**WORK INSTRUCTION**
Copy each line of the records that holds the string "below".

**TASK INPUT**
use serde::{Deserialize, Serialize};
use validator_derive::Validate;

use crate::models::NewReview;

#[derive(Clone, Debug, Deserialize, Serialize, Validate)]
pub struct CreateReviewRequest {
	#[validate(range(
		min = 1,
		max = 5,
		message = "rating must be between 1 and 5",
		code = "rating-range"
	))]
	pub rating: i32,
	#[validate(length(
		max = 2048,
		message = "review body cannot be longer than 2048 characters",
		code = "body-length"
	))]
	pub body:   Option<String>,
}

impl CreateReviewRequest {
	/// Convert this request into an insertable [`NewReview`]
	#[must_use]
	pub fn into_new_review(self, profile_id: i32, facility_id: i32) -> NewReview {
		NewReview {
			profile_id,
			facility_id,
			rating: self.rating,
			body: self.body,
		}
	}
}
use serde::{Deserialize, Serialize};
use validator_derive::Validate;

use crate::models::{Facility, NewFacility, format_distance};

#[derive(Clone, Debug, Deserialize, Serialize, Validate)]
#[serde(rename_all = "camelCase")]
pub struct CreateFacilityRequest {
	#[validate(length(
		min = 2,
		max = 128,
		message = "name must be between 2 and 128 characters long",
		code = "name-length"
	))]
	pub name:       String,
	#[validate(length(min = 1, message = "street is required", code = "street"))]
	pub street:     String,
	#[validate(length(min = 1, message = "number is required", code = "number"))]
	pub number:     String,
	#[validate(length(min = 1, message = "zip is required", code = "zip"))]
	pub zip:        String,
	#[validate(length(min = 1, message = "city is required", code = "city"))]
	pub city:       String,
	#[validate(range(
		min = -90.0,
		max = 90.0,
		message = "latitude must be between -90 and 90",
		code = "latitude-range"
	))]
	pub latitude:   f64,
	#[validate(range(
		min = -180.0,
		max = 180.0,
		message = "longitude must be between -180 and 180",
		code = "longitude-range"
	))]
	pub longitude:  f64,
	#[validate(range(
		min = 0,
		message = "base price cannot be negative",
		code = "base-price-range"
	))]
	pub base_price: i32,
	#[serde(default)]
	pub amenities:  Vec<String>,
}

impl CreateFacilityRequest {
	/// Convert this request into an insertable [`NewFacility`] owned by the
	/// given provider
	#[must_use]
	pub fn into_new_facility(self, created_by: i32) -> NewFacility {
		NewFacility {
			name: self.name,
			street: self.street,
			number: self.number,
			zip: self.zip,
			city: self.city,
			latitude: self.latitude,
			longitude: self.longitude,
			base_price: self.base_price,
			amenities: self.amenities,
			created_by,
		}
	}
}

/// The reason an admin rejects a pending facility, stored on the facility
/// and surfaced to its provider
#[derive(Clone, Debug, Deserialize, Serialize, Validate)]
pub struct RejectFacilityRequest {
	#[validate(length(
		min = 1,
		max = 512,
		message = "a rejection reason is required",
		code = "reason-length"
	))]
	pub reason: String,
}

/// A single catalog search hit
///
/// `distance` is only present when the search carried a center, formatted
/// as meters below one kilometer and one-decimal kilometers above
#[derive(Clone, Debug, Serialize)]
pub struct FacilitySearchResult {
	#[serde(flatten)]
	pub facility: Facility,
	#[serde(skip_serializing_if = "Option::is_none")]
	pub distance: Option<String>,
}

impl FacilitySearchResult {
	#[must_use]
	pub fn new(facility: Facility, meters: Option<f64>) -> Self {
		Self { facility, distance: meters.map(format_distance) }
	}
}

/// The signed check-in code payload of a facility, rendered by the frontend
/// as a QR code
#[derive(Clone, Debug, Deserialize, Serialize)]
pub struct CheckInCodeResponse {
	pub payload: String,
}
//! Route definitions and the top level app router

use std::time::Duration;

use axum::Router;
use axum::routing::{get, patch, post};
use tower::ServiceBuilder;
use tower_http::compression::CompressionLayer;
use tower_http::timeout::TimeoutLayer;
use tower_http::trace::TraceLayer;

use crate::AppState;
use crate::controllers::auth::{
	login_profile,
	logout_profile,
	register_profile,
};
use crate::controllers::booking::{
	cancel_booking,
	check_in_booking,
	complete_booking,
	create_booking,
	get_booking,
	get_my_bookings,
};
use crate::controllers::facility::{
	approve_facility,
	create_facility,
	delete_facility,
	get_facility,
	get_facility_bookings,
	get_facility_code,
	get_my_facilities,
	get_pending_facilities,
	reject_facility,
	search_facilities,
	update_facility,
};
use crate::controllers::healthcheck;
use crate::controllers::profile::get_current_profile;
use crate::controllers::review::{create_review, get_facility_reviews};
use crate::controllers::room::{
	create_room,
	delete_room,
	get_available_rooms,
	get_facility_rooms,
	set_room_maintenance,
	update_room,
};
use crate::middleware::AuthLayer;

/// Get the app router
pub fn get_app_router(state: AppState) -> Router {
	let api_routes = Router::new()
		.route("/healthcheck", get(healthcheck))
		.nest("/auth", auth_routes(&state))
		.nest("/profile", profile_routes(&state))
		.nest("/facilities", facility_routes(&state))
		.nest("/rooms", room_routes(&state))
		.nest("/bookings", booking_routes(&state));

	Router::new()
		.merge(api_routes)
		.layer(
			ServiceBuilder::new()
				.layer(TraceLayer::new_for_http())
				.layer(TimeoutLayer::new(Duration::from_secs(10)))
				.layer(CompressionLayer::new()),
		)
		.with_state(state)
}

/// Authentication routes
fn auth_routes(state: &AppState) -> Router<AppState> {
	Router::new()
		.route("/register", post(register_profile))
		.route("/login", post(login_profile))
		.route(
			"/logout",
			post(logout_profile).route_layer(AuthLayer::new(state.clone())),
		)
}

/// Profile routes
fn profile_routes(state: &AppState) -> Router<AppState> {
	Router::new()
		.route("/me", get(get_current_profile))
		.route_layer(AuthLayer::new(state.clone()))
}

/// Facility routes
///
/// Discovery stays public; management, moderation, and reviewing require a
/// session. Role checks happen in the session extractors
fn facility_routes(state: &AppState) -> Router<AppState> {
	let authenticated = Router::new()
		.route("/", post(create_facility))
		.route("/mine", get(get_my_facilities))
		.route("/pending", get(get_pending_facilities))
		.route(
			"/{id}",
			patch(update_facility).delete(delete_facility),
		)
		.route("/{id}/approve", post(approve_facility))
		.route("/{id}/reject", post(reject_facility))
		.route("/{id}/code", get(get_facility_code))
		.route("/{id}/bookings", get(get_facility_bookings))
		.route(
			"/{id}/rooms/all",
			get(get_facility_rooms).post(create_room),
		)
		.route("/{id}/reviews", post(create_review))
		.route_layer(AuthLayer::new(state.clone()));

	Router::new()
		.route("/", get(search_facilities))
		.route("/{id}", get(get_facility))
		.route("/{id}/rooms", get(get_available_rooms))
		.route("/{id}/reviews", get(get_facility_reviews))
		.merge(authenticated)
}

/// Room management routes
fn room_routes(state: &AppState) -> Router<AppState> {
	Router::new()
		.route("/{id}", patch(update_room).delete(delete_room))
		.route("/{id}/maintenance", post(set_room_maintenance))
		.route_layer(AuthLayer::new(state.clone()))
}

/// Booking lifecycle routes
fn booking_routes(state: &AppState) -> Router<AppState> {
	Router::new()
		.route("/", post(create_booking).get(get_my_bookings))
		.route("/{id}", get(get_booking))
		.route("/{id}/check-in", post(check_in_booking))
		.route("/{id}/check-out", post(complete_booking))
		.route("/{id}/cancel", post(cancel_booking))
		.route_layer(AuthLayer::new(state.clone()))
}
---
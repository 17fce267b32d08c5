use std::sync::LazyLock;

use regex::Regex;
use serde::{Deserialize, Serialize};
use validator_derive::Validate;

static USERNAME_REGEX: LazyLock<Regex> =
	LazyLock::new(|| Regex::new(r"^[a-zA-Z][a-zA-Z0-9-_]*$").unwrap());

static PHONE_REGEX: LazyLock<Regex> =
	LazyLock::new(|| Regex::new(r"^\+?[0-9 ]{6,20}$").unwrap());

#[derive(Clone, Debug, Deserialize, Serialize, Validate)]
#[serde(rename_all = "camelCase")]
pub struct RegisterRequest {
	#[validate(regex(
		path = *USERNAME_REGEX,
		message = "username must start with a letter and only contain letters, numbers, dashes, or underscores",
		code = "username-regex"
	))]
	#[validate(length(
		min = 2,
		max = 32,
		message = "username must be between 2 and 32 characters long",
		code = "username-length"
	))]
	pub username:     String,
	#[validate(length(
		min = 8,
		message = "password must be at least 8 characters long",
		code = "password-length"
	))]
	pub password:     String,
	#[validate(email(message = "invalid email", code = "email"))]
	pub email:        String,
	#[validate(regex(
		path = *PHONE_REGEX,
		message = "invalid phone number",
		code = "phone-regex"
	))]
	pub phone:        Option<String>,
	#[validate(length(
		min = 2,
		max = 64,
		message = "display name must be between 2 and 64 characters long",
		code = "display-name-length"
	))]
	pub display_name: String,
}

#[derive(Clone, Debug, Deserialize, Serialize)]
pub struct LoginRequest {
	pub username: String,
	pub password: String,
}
* * *
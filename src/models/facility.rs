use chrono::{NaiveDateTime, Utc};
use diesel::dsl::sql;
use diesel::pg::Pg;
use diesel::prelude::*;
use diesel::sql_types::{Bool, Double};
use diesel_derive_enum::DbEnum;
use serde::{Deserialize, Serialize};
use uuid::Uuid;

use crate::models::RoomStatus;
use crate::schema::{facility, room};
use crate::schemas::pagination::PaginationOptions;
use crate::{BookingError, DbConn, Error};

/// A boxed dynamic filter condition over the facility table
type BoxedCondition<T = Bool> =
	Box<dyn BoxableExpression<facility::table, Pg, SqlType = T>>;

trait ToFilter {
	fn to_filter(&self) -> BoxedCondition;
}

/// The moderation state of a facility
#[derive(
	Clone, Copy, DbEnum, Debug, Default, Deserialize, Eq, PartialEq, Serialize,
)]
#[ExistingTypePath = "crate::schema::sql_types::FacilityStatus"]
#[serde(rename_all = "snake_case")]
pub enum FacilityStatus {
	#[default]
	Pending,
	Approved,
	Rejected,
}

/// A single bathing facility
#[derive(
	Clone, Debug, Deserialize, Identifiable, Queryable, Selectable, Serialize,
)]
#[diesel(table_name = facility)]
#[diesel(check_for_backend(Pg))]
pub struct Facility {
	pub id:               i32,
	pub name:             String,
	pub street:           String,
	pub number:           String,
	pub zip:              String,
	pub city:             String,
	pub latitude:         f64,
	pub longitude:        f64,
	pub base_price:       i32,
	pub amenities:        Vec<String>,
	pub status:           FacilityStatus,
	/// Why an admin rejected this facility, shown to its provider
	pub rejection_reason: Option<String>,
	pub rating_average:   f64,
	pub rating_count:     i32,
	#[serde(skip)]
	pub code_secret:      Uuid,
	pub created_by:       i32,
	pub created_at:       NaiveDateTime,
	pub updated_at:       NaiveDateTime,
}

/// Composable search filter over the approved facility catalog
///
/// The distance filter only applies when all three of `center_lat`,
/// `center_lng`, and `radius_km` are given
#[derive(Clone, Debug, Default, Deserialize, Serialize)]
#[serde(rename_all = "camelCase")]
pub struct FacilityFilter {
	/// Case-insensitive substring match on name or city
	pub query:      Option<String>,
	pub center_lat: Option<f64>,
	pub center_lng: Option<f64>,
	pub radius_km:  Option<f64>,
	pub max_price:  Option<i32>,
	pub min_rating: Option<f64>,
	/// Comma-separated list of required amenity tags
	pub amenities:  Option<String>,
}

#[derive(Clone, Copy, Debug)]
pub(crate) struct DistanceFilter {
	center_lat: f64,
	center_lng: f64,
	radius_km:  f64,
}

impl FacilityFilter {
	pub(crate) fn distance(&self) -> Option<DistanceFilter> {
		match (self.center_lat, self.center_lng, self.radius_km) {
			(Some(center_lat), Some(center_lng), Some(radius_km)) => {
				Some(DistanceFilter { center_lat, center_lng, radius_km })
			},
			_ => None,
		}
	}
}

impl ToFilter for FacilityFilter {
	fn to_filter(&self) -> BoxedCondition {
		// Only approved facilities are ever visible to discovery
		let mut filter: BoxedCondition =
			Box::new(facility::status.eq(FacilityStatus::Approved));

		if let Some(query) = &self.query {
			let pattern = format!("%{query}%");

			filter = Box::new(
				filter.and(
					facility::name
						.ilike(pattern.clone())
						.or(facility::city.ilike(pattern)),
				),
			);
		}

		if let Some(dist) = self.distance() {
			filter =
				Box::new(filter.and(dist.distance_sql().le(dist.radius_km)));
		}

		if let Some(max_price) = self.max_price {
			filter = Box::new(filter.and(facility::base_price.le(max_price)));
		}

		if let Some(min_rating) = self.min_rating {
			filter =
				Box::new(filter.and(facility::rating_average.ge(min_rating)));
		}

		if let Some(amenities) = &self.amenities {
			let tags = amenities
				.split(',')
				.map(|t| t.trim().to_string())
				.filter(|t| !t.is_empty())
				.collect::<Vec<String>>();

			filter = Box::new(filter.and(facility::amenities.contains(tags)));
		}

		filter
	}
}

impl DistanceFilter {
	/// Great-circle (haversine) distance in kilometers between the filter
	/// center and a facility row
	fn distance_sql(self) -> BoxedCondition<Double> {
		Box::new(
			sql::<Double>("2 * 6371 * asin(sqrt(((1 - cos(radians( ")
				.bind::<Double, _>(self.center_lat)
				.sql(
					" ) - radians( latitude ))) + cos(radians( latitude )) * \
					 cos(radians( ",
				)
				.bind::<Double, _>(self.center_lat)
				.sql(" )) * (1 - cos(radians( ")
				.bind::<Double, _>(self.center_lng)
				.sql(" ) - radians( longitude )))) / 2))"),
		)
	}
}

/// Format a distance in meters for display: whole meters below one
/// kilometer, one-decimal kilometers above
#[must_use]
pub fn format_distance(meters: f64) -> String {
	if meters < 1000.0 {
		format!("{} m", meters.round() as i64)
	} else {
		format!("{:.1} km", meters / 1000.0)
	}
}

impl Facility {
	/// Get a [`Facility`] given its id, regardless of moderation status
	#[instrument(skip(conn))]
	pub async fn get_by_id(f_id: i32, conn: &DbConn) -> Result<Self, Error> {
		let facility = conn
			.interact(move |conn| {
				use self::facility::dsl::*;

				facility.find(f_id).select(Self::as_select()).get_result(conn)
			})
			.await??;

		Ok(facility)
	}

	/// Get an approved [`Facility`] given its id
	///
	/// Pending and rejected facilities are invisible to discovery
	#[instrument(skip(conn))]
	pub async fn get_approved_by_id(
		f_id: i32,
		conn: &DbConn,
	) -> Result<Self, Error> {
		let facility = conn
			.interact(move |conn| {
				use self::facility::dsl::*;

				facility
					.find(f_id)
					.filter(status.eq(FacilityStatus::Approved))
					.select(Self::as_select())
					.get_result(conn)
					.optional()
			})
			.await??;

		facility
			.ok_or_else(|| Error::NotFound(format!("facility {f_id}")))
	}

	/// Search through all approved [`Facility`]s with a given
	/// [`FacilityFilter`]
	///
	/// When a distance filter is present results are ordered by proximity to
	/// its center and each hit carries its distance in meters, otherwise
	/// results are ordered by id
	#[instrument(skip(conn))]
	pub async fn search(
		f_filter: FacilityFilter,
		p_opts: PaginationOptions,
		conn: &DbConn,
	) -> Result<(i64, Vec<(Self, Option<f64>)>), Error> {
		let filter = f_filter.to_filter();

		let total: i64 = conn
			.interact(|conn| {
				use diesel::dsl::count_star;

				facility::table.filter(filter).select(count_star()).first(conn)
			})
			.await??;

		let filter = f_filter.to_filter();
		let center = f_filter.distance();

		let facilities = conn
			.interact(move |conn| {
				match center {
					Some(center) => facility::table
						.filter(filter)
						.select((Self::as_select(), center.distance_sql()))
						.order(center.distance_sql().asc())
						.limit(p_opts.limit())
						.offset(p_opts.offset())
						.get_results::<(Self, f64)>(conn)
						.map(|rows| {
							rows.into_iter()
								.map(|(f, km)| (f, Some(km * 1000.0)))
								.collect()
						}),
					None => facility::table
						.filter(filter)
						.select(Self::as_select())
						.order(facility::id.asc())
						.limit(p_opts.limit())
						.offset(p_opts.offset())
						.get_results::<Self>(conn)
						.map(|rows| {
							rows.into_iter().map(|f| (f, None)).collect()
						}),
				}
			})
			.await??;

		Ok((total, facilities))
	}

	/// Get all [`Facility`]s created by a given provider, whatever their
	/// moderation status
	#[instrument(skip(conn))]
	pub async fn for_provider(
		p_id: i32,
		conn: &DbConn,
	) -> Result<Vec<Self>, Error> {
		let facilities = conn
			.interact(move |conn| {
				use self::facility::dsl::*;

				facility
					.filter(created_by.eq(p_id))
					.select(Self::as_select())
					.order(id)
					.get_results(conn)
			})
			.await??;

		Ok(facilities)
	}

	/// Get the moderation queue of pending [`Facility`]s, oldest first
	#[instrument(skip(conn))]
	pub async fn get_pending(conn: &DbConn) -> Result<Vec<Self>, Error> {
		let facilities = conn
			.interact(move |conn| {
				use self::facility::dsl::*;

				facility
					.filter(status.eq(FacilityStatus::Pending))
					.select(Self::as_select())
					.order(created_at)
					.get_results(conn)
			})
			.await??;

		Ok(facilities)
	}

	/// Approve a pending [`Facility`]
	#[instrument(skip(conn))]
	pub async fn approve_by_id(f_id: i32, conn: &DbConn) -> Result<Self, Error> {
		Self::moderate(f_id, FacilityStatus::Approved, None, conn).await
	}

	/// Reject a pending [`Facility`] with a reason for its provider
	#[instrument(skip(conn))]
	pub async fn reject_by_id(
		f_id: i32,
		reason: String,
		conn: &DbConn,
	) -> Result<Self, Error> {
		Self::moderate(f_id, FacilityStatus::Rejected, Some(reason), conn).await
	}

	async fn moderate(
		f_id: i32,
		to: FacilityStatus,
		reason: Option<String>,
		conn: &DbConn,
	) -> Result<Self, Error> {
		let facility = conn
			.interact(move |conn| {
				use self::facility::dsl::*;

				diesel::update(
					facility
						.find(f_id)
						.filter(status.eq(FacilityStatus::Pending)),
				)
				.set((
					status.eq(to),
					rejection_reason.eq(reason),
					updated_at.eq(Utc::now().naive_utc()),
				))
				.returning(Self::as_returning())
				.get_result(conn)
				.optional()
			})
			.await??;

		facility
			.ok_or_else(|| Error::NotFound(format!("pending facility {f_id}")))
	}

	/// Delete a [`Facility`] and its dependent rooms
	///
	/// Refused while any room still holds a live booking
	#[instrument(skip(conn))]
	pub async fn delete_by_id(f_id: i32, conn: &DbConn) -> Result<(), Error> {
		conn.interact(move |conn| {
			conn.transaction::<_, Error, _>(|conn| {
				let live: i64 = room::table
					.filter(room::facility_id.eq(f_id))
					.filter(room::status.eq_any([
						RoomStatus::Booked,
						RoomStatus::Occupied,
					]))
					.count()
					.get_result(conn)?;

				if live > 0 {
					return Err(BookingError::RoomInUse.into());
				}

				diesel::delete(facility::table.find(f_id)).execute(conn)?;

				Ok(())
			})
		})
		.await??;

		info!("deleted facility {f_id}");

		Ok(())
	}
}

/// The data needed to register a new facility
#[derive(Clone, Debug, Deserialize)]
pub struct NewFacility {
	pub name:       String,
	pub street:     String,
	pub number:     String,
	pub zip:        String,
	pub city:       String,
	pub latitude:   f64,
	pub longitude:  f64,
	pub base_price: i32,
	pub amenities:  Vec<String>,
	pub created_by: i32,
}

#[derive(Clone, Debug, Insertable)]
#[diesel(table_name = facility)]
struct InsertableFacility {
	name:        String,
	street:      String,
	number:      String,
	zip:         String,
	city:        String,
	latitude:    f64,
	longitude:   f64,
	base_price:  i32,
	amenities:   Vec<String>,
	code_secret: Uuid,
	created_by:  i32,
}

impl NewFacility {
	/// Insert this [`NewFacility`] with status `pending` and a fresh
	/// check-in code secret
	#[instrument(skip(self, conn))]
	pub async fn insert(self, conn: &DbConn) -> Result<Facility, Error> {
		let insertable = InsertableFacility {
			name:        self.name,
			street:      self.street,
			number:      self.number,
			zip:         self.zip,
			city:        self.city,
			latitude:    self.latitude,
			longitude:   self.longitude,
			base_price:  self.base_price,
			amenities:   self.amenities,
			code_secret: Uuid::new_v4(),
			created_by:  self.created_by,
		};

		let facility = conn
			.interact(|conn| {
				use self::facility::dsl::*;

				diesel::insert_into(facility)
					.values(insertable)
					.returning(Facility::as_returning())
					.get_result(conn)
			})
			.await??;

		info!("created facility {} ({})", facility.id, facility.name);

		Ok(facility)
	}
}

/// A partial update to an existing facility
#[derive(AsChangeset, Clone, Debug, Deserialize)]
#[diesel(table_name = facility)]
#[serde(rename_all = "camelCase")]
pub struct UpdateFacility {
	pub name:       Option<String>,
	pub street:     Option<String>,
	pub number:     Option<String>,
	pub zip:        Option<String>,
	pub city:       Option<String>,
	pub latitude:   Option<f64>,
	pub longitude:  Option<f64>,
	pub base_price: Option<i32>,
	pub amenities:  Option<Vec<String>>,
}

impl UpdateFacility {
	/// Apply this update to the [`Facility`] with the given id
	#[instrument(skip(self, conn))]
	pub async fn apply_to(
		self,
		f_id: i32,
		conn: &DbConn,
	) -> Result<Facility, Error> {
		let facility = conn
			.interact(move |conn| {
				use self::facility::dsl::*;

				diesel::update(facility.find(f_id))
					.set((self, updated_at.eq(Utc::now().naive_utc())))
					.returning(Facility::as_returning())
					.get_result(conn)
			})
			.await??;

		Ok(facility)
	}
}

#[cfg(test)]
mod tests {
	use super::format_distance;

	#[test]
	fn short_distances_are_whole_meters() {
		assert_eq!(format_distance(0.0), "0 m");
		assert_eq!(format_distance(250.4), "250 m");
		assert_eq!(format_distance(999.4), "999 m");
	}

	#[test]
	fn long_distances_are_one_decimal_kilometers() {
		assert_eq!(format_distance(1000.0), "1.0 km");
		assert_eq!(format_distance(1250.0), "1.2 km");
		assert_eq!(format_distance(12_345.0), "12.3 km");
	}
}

**RESPONSE AREA**
/// as meters below one kilometer and one-decimal kilometers above
/// Format a distance in meters for display: whole meters below one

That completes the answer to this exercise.